Réactifs, pas moins de dix partis d’opposition appellent à manifester samedi à Tunis pour une marche qui partait symboliquement de la Place des Droits de l’Homme. Mais malgré le potentiel mobilisateur des 3 plus grands d’entre eux que sont le PDP, Afek et le PDM, la marche n’aura rassemblé que 7 000 personnes selon les organisateurs, 5 000 selon la police.
Soit un peu moins que la marche Aâtakni octobre 2011, apolitique et totalement improvisée par un noyau de jeunes de la société civile…
En deçà des attentes, cette affluence relativement limitée permet au gouvernement de reconduire une ligne de défense similaire à la rhétorique observée dans les rangs de la contre-manifestation pro islamiste : elle consiste à insinuer que ces demandeurs de liberté d’expression restent marginaux et ne sont en réalité que des nostalgiques de l’ex régime Ben Ali. C’est en effet ce qu’a déclaré le même jour Lotfi Zitoun, nouveau conseiller avec rang de ministre au micro d’Al Jazeera.
La génération orpheline de Bourguiba hérite en somme avec Béji Caïd Essebsi d’un succédané du bourguibisme, citant le Coran en permanence, présentant quelques qualités de leadership, mais qui, à l’épreuve du test de la rue, divise les plus jeunes, peu réceptifs à un langage paternaliste en temps de dynamique révolutionnaire.
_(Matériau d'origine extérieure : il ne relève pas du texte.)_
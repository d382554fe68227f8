//! Evolvers: step a market model's forwards along its evolution times.
//!
//! Both evolvers work on `ln(F_i + d_i)`, which over step `k` moves by
//!
//! ```text
//! μ_i(F) − ½ Σ_r A_k(i, r)² + Σ_r A_k(i, r) z_r
//! ```
//!
//! with `μ` from [`LmmDriftCalculator`] under the step's numeraire. Forwards
//! that have fixed are frozen at their last value.

mod lognormal_fwd_rate_euler;
mod lognormal_fwd_rate_pc;

pub use lognormal_fwd_rate_euler::LogNormalFwdRateEuler;
pub use lognormal_fwd_rate_pc::LogNormalFwdRatePc;

use crate::brownian_generator::{BrownianGenerator, BrownianGeneratorFactory};
use crate::curve_state::{CurveState, LmmCurveState};
use crate::drift_calculator::LmmDriftCalculator;
use crate::evolution_description::check_compatibility;
use crate::market_model::MarketModel;
use qn_core::{ensure, errors::Result, Rate, Real, Spread};
use std::sync::Arc;
use tracing::debug;

/// Simulates the curve of a market model step by step.
pub trait MarketModelEvolver: std::fmt::Debug + Send {
    /// Numeraire bond of each step.
    fn numeraires(&self) -> &[usize];

    /// Reset to the initial curve and draw a new path; returns the path's
    /// importance weight.
    fn start_new_path(&mut self) -> Real;

    /// Evolve the curve over the current step; returns the step's
    /// importance weight.
    fn advance_step(&mut self) -> Real;

    /// Index of the next step to evolve.
    fn current_step(&self) -> usize;

    /// Curve reached after the last step.
    fn current_state(&self) -> &dyn CurveState;

    /// Start later paths from the forwards of `state`.
    fn set_initial_state(&mut self, state: &dyn CurveState) -> Result<()>;
}

/// State shared by the lognormal forward-rate evolvers.
#[derive(Debug)]
pub(crate) struct LogNormalFwdRateCore {
    model: Arc<dyn MarketModel>,
    numeraires: Vec<usize>,
    initial_step: usize,
    generator: Box<dyn BrownianGenerator>,
    displacements: Vec<Spread>,
    // −½ diag(A Aᵀ) per step
    fixed_drifts: Vec<Vec<Real>>,
    calculators: Vec<LmmDriftCalculator>,
    alive: Vec<usize>,
    forwards: Vec<Rate>,
    log_forwards: Vec<Real>,
    initial_forwards: Vec<Rate>,
    initial_log_forwards: Vec<Real>,
    initial_drifts: Vec<Real>,
    drifts1: Vec<Real>,
    drifts2: Vec<Real>,
    brownians: Vec<Real>,
    curve_state: LmmCurveState,
    current_step: usize,
}

impl LogNormalFwdRateCore {
    pub(crate) fn new(
        model: Arc<dyn MarketModel>,
        factory: &dyn BrownianGeneratorFactory,
        numeraires: Vec<usize>,
        initial_step: usize,
    ) -> Result<Self> {
        let evolution = model.evolution();
        let n = model.number_of_rates();
        let factors = model.number_of_factors();
        let steps = model.number_of_steps();
        check_compatibility(evolution, &numeraires)?;
        ensure!(initial_step < steps, "initial step {initial_step} out of range for {steps} steps");

        let displacements = model.displacements().to_vec();
        let alive = evolution.first_alive_rate().to_vec();
        let mut fixed_drifts = Vec::with_capacity(steps);
        let mut calculators = Vec::with_capacity(steps);
        for k in 0..steps {
            let a = model.pseudo_root(k);
            ensure!(
                a.rows() == n && a.cols() == factors,
                "step {k}: pseudo-root is {}×{}, {n}×{factors} required",
                a.rows(),
                a.cols()
            );
            fixed_drifts.push(
                (0..n)
                    .map(|i| -0.5 * (0..factors).map(|r| a[(i, r)] * a[(i, r)]).sum::<Real>())
                    .collect(),
            );
            calculators.push(LmmDriftCalculator::new(
                a,
                &displacements,
                evolution.rate_taus(),
                numeraires[k],
                alive[k],
            )?);
        }

        let curve_state = LmmCurveState::new(evolution.rate_times().to_vec())?;
        let generator = factory.create(factors, steps - initial_step);
        let initial_rates = model.initial_rates().to_vec();
        debug!(rates = n, factors, steps, initial_step, "lognormal forward-rate evolver built");

        let mut core = Self {
            model,
            numeraires,
            initial_step,
            generator,
            displacements,
            fixed_drifts,
            calculators,
            alive,
            forwards: vec![0.0; n],
            log_forwards: vec![0.0; n],
            initial_forwards: vec![0.0; n],
            initial_log_forwards: vec![0.0; n],
            initial_drifts: vec![0.0; n],
            drifts1: vec![0.0; n],
            drifts2: vec![0.0; n],
            brownians: vec![0.0; factors],
            curve_state,
            current_step: initial_step,
        };
        core.set_forwards(&initial_rates)?;
        Ok(core)
    }

    fn set_forwards(&mut self, forwards: &[Rate]) -> Result<()> {
        let n = self.forwards.len();
        ensure!(forwards.len() == n, "{} forwards for {n} rates", forwards.len());
        for (i, (&f, &d)) in forwards.iter().zip(&self.displacements).enumerate() {
            ensure!(f + d > 0.0, "displaced forward {i} ({}) not positive", f + d);
        }
        self.initial_forwards.copy_from_slice(forwards);
        let displaced = forwards.iter().zip(&self.displacements);
        for (l, (&f, &d)) in self.initial_log_forwards.iter_mut().zip(displaced) {
            *l = (f + d).ln();
        }
        self.calculators[self.initial_step].compute(forwards, &mut self.initial_drifts);
        Ok(())
    }

    pub(crate) fn numeraires(&self) -> &[usize] {
        &self.numeraires
    }

    pub(crate) fn current_step(&self) -> usize {
        self.current_step
    }

    pub(crate) fn curve_state(&self) -> &LmmCurveState {
        &self.curve_state
    }

    pub(crate) fn set_initial_state(&mut self, state: &dyn CurveState) -> Result<()> {
        self.set_forwards(state.forward_rates())
    }

    pub(crate) fn start_new_path(&mut self) -> Real {
        self.current_step = self.initial_step;
        self.forwards.copy_from_slice(&self.initial_forwards);
        self.log_forwards.copy_from_slice(&self.initial_log_forwards);
        self.curve_state.update_forward_rates(&self.forwards, 0);
        self.generator.next_path()
    }

    /// Evolve over the current step. With `corrector` the drift is the
    /// average of the drifts at the start and at the predicted end.
    pub(crate) fn advance_step(&mut self, corrector: bool) -> Real {
        let step = self.current_step;
        debug_assert!(step < self.calculators.len(), "evolution already finished");
        if step > self.initial_step {
            self.calculators[step].compute(&self.forwards, &mut self.drifts1);
        } else {
            self.drifts1.copy_from_slice(&self.initial_drifts);
        }

        let weight = self.generator.next_step(&mut self.brownians);
        let a = self.model.pseudo_root(step);
        let fixed = &self.fixed_drifts[step];
        let n = self.forwards.len();
        for i in self.alive[step]..n {
            let diffusion: Real =
                self.brownians.iter().enumerate().map(|(r, z)| a[(i, r)] * z).sum();
            self.log_forwards[i] += self.drifts1[i] + fixed[i] + diffusion;
            self.forwards[i] = self.log_forwards[i].exp() - self.displacements[i];
        }

        if corrector {
            self.calculators[step].compute(&self.forwards, &mut self.drifts2);
            for i in self.alive[step]..n {
                self.log_forwards[i] += 0.5 * (self.drifts2[i] - self.drifts1[i]);
                self.forwards[i] = self.log_forwards[i].exp() - self.displacements[i];
            }
        }

        self.curve_state.update_forward_rates(&self.forwards, 0);
        self.current_step += 1;
        weight
    }
}

#[cfg(test)]
pub(crate) mod test_support {
    use crate::evolution_description::EvolutionDescription;
    use crate::market_model::{exponential_forward_correlation, FlatVol};
    use qn_core::Time;
    use std::sync::Arc;

    pub(crate) fn rate_times() -> Vec<Time> {
        vec![0.5, 1.0, 1.5, 2.0, 2.5]
    }

    pub(crate) fn flat_vol(factors: usize) -> Arc<FlatVol> {
        let times = rate_times();
        let correlations = exponential_forward_correlation(&times, 0.5, 0.8).unwrap();
        let evolution = EvolutionDescription::new(times, Vec::new(), Vec::new()).unwrap();
        Arc::new(
            FlatVol::new(
                &[0.2, 0.18, 0.16, 0.15],
                &correlations,
                evolution,
                factors,
                vec![0.05; 4],
                vec![0.0; 4],
            )
            .unwrap(),
        )
    }
}
//! Hull-White operator on the state variable `x = r − α(t)`.

use super::{
    FdmLinearOp, FdmLinearOpComposite, FirstDerivativeOp, SecondDerivativeOp, TripleBandLinearOp,
};
use crate::finite_differences::mesher_composite::FdmMesher;
use qn_core::{errors::Result, Real, Time};
use qn_math::Array;
use qn_processes::HullWhiteProcess;
use std::sync::Arc;

/// `−a x ∂V/∂x + ½σ² ∂²V/∂x² − (x + α) V`, with `α` averaged over the
/// current step.
#[derive(Debug, Clone)]
pub struct FdmHullWhiteOp {
    process: HullWhiteProcess,
    direction: usize,
    x: Array,
    dz_map: TripleBandLinearOp,
    map_t: TripleBandLinearOp,
}

impl FdmHullWhiteOp {
    /// Operator along `direction` of `mesher`.
    pub fn new(mesher: Arc<dyn FdmMesher>, process: &HullWhiteProcess, direction: usize) -> Self {
        let x = mesher.locations(direction);
        let n = x.size();
        let drift = x.map(|xi| -process.a() * xi);
        let diffusion = Array::from_element(n, 0.5 * process.sigma() * process.sigma());
        let dz_map = FirstDerivativeOp::new(direction, Arc::clone(&mesher))
            .mult(&drift)
            .add(&SecondDerivativeOp::new(direction, Arc::clone(&mesher)).mult(&diffusion));
        Self {
            process: process.clone(),
            direction,
            x,
            dz_map,
            map_t: TripleBandLinearOp::new(direction, mesher),
        }
    }
}

impl FdmLinearOp for FdmHullWhiteOp {
    fn apply(&self, r: &Array) -> Array {
        self.map_t.apply(r)
    }
}

impl FdmLinearOpComposite for FdmHullWhiteOp {
    fn size(&self) -> usize {
        1
    }

    fn set_time(&mut self, t1: Time, t2: Time) {
        let phi = 0.5 * (self.process.alpha(t1) + self.process.alpha(t2));
        let discount = self.x.map(|x| -(x + phi));
        self.map_t = self.dz_map.add_diagonal(&discount);
    }

    fn apply_mixed(&self, r: &Array) -> Array {
        Array::zeros(r.size())
    }

    fn apply_direction(&self, direction: usize, r: &Array) -> Array {
        if direction == self.direction {
            self.map_t.apply(r)
        } else {
            Array::zeros(r.size())
        }
    }

    fn solve_splitting(&self, direction: usize, r: &Array, dt: Real) -> Result<Array> {
        if direction == self.direction {
            self.map_t.solve_splitting(r, -dt, 1.0)
        } else {
            Ok(r.clone())
        }
    }

    fn preconditioner(&self, r: &Array, dt: Real) -> Result<Array> {
        self.solve_splitting(self.direction, r, dt)
    }
}

#[cfg(test)]
mod tests {
    use super::*;
    use crate::finite_differences::{FdmMesherComposite, Uniform1dMesher};
    use approx::assert_abs_diff_eq;
    use qn_termstructures::FlatForward;

    #[test]
    fn constant_is_discounted_at_the_short_rate() {
        let process = HullWhiteProcess::new(Arc::new(FlatForward::new(0.04)), 0.1, 0.01);
        let mesher: Arc<dyn FdmMesher> = Arc::new(FdmMesherComposite::from_1d(
            Uniform1dMesher::new(-0.1, 0.1, 21).unwrap(),
        ));
        let mut op = FdmHullWhiteOp::new(Arc::clone(&mesher), &process, 0);
        op.set_time(1.0, 1.0);
        let ones = Array::from_element(21, 1.0);
        let av = op.apply(&ones);
        let x = mesher.locations(0);
        for i in 0..21 {
            assert_abs_diff_eq!(av[i], -(x[i] + process.alpha(1.0)), epsilon = 1e-12);
        }
    }
}
//! Monte Carlo simulation framework.
//!
//! # Overview
//!
//! * [`Path`] and [`MultiPath`]: realisations of a process on a time grid
//! * [`PathGenerator`] and [`MultiPathGenerator`]: draw paths of scalar and
//!   multi-dimensional processes, with antithetic mirrors on request
//! * [`PathPricer`] / [`MultiPathPricer`]: discounted payoff of one path
//! * [`MonteCarloModel`]: drives a generator and a pricer and accumulates
//!   [`Statistics`](qn_math::Statistics), optionally with antithetic
//!   averaging and a control variate
//! * [`LongstaffSchwartzPathPricer`]: early exercise by least-squares
//!   regression of continuation values

mod longstaff_schwartz;
mod model;
mod path;
mod path_generator;

pub use longstaff_schwartz::{
    monomial_basis, AmericanPathPricer, BasisFunction, EarlyExercisePathPricer,
    LongstaffSchwartzPathPricer,
};
pub use model::{MonteCarloModel, MultiPathPricer, PathPricer};
pub use path::{MultiPath, Path, Sample};
pub use path_generator::{MultiPathGenerator, PathGenerator, SampleGenerator};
En attendant de se ressouder autour d’un projet de société alternatif réellement porteur d’idéaux progressistes, la nouvelle menace qui guette la société tunisienne s’appelle l’apologie : 64% des milliers de sondés sur le site d’une radio nationale ont répondu que si le journaliste Zied Krichen avait été agressé, cela était « de sa faute ».
C’est toujours à la faveur de ce type de raisonnements que s’installe insidieusement l’auto censure à grande échelle.